▸ Required action: Could you repeat word for word only the lines from the one containing "fn connection_token(keep_alive: bool)" to the last line of the data below?
··· Data shown
use std::collections::VecDeque;
use std::io::{self, IoSlice};
use std::sync::atomic::Ordering;
use std::sync::Arc;
use std::time::Duration;

use log::info;
use tokio::io::{AsyncReadExt, AsyncWriteExt};
use tokio::net::TcpStream;
use tokio::time::{sleep_until, timeout, Instant};

use crate::cache::{CacheEntry, LruCache};
use crate::config::Config;
use crate::fs::{make_etag, map_url_to_fs, read_file};
use crate::http::parser::{HttpParser, HttpRequest, ParseResult};
use crate::http::response::{http_date, HttpResponse};
use crate::metrics::metrics;
use crate::mime::mime_type_for;

const READ_BUF_SIZE: usize = 8192;

const HEALTH_BODY: &[u8] = br#"{"status":"healthy"}"#;
const READY_BODY: &[u8] = br#"{"status":"ready"}"#;

/// One accepted TCP connection: read -> parse -> dispatch -> write, with
/// pipelining. The whole lifecycle runs inside a single task, so responses
/// are emitted strictly in the order their requests finished parsing.
pub struct Session {
    stream: TcpStream,
    cfg: Arc<Config>,
    cache: Arc<LruCache>,
    parser: HttpParser,
    pending: VecDeque<HttpRequest>,
    closing_after: bool,
}

impl Session {
    pub fn new(stream: TcpStream, cfg: Arc<Config>, cache: Arc<LruCache>) -> Self {
        let parser = HttpParser::new(cfg.max_request_line, cfg.max_header_bytes);
        Self {
            stream,
            cfg,
            cache,
            parser,
            pending: VecDeque::new(),
            closing_after: false,
        }
    }

    pub async fn run(mut self) {
        let read_timeout = Duration::from_millis(self.cfg.read_timeout_ms);
        let keepalive = Duration::from_millis(self.cfg.keepalive_timeout_ms);
        let mut idle_deadline = Instant::now() + keepalive;
        let mut inbuf = vec![0u8; READ_BUF_SIZE];

        'conn: loop {
            // Pipelined queue drains before the next read; a write error
            // tears the whole session down.
            while let Some(req) = self.pending.pop_front() {
                if self.handle_request(req).await.is_err() {
                    break 'conn;
                }
                if self.closing_after {
                    break 'conn;
                }
            }

            let read = tokio::select! {
                r = timeout(read_timeout, self.stream.read(&mut inbuf)) => r,
                _ = sleep_until(idle_deadline) => {
                    info!("idle timeout, closing connection");
                    break 'conn;
                }
            };
            let n = match read {
                Err(_) => {
                    info!("read timeout, closing connection");
                    break 'conn;
                }
                Ok(Ok(0)) | Ok(Err(_)) => break 'conn,
                Ok(Ok(n)) => n,
            };
            idle_deadline = Instant::now() + keepalive;

            let mut res = self.parser.parse(&inbuf[..n]);
            loop {
                match res {
                    ParseResult::BadRequest => {
                        self.pending.clear();
                        self.closing_after = true;
                        let _ = self.respond_error(400, "Bad Request", false).await;
                        break 'conn;
                    }
                    ParseResult::Incomplete => break,
                    ParseResult::Done(req) => {
                        self.pending.push_back(req);
                        res = self.parser.parse(&[]);
                    }
                }
            }
        }

        let _ = self.stream.shutdown().await;
    }

    async fn handle_request(&mut self, req: HttpRequest) -> io::Result<()> {
        let keep_alive = req.keep_alive;
        if !keep_alive {
            self.closing_after = true;
            self.pending.clear();
        }

        if req.method == "GET" && req.target == "/metrics" {
            let body: Arc<[u8]> = metrics().render_text().into_bytes().into();
            let resp = HttpResponse::new(200)
                .header("Content-Type", "text/plain; charset=utf-8".to_string())
                .header("Content-Length", body.len().to_string())
                .header("Connection", connection_token(keep_alive).to_string());
            return self.write_response(resp.serialize_headers(), body).await;
        }

        if req.method != "GET" && req.method != "HEAD" {
            return self.respond_error(405, "Method Not Allowed", keep_alive).await;
        }
        let is_head = req.method == "HEAD";

        if req.target == "/health" || req.target == "/ready" {
            let full: &[u8] = if req.target == "/health" {
                HEALTH_BODY
            } else {
                READY_BODY
            };
            let resp = HttpResponse::new(200)
                .header("Content-Type", "application/json".to_string())
                .header("Content-Length", full.len().to_string())
                .header("Connection", connection_token(keep_alive).to_string());
            let body: Arc<[u8]> = if is_head { Arc::from(vec![]) } else { full.into() };
            return self.write_response(resp.serialize_headers(), body).await;
        }

        let mapped = match map_url_to_fs(&self.cfg.doc_root, &req.target) {
            Ok(m) => m,
            Err(e) => return self.respond_error(400, &e.to_string(), keep_alive).await,
        };
        if !mapped.exists {
            return self.respond_error(404, "Not Found", keep_alive).await;
        }

        let entry = match self.cache.get(&mapped.cache_key) {
            Some(entry) => {
                metrics().cache_hits.fetch_add(1, Ordering::Relaxed);
                entry
            }
            None => {
                metrics().cache_misses.fetch_add(1, Ordering::Relaxed);
                let path = mapped.fs_path.clone();
                let read = tokio::task::spawn_blocking(move || read_file(&path)).await;
                let contents = match read {
                    Ok(Ok(contents)) => contents,
                    Ok(Err(e)) => {
                        return self.respond_error(500, &e.to_string(), keep_alive).await
                    }
                    Err(_) => return self.respond_error(500, "Read failed", keep_alive).await,
                };
                let body: Arc<[u8]> = contents.data.into();
                let etag = make_etag(body.len(), contents.last_modified);
                let entry = CacheEntry::new(body, contents.last_modified, etag);
                self.cache.put(mapped.cache_key.clone(), entry.clone());
                entry
            }
        };

        let resp = HttpResponse::new(200)
            .header("Content-Type", mime_type_for(&mapped.fs_path).to_string())
            .header("Content-Length", entry.size.to_string())
            .header("Connection", connection_token(keep_alive).to_string())
            .header("Last-Modified", http_date(entry.last_modified))
            .header("ETag", entry.etag.clone());

        let body: Arc<[u8]> = if is_head {
            Arc::from(vec![])
        } else {
            entry.body.clone()
        };

        metrics().responses_2xx.fetch_add(1, Ordering::Relaxed);
        metrics()
            .bytes_served
            .fetch_add(body.len() as u64, Ordering::Relaxed);
        self.write_response(resp.serialize_headers(), body).await
    }

    async fn respond_error(
        &mut self,
        status: u16,
        message: &str,
        keep_alive: bool,
    ) -> io::Result<()> {
        let payload = format!("{} {}\n", status, message);
        let body: Arc<[u8]> = payload.into_bytes().into();

        if status >= 500 {
            metrics().responses_5xx.fetch_add(1, Ordering::Relaxed);
        } else {
            metrics().responses_4xx.fetch_add(1, Ordering::Relaxed);
        }

        let resp = HttpResponse::new(status)
            .header("Content-Type", "text/plain; charset=utf-8".to_string())
            .header("Content-Length", body.len().to_string())
            .header("Connection", connection_token(keep_alive).to_string());
        self.write_response(resp.serialize_headers(), body).await
    }

    /// Scatter-gather write of (head, body) under one write timeout. Both
    /// buffers stay alive for the full write; the body is the same
    /// allocation the cache holds.
    async fn write_response(&mut self, head: String, body: Arc<[u8]>) -> io::Result<()> {
        let write_timeout = Duration::from_millis(self.cfg.write_timeout_ms);
        let write = write_all_vectored(&mut self.stream, head.as_bytes(), &body);
        match timeout(write_timeout, write).await {
            Ok(res) => res,
            Err(_) => {
                info!("write timeout, closing connection");
                Err(io::Error::new(io::ErrorKind::TimedOut, "write timeout"))
            }
        }
    }
}

/// Gathered write of two buffers in one syscall where the socket allows,
/// resuming across partial writes until every byte of both is on the wire.
async fn write_all_vectored(
    stream: &mut TcpStream,
    head: &[u8],
    body: &[u8],
) -> io::Result<()> {
    let total = head.len() + body.len();
    let mut written = 0;
    while written < total {
        let n = if written < head.len() {
            let bufs = [IoSlice::new(&head[written..]), IoSlice::new(body)];
            stream.write_vectored(&bufs).await?
        } else {
            let bufs = [IoSlice::new(&body[written - head.len()..])];
            stream.write_vectored(&bufs).await?
        };
        if n == 0 {
            return Err(io::ErrorKind::WriteZero.into());
        }
        written += n;
    }
    stream.flush().await
}

fn connection_token(keep_alive: bool) -> &'static str {
    if keep_alive {
        "keep-alive"
    } else {
        "close"
    }
}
······
▸ The completed task:
fn connection_token(keep_alive: bool) -> &'static str {
    if keep_alive {
        "keep-alive"
    } else {
        "close"
    }
}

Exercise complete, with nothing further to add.